● **Aim of the exercise**
This task calls for copying every line in the data below that contains the word "words".

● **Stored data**
# # # # #
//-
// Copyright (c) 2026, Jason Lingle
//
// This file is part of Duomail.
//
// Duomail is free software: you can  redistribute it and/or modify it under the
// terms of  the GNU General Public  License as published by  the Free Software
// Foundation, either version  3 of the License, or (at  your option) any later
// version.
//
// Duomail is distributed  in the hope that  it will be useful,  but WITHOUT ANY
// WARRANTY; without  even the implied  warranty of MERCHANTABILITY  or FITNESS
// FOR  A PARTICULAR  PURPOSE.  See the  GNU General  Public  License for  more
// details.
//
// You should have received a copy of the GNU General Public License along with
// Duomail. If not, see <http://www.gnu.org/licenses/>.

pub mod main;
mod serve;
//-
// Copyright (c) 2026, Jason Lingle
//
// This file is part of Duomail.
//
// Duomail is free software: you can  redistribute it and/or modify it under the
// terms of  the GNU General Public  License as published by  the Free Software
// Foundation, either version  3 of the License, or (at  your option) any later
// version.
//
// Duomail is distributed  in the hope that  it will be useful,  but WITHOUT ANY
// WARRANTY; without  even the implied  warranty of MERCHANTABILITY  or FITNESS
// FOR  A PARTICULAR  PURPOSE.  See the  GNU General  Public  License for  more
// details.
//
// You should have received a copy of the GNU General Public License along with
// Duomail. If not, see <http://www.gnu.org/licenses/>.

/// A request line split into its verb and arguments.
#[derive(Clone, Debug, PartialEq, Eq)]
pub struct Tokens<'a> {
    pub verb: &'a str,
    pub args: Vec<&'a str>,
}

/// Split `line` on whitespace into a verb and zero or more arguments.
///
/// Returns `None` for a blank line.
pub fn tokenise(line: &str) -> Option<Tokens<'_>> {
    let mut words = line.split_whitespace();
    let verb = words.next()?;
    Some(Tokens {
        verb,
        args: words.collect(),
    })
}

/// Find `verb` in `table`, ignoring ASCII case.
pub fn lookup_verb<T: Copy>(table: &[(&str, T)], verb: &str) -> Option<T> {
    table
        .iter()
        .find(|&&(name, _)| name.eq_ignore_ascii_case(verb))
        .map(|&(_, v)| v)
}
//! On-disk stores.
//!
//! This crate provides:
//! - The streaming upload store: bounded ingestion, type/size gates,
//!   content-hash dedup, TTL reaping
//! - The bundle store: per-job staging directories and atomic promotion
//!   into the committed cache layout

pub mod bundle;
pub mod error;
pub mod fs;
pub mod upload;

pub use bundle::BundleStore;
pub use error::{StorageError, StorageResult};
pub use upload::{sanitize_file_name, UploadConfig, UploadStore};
# # # # #
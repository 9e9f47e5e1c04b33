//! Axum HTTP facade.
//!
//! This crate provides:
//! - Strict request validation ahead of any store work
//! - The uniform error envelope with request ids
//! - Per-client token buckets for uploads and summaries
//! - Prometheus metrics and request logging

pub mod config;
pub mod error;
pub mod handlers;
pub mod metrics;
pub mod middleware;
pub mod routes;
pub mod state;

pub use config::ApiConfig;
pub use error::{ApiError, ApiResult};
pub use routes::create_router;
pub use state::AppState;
# # # # #
● **Exercise solution**
    let mut words = line.split_whitespace();
    let verb = words.next()?;
        args: words.collect(),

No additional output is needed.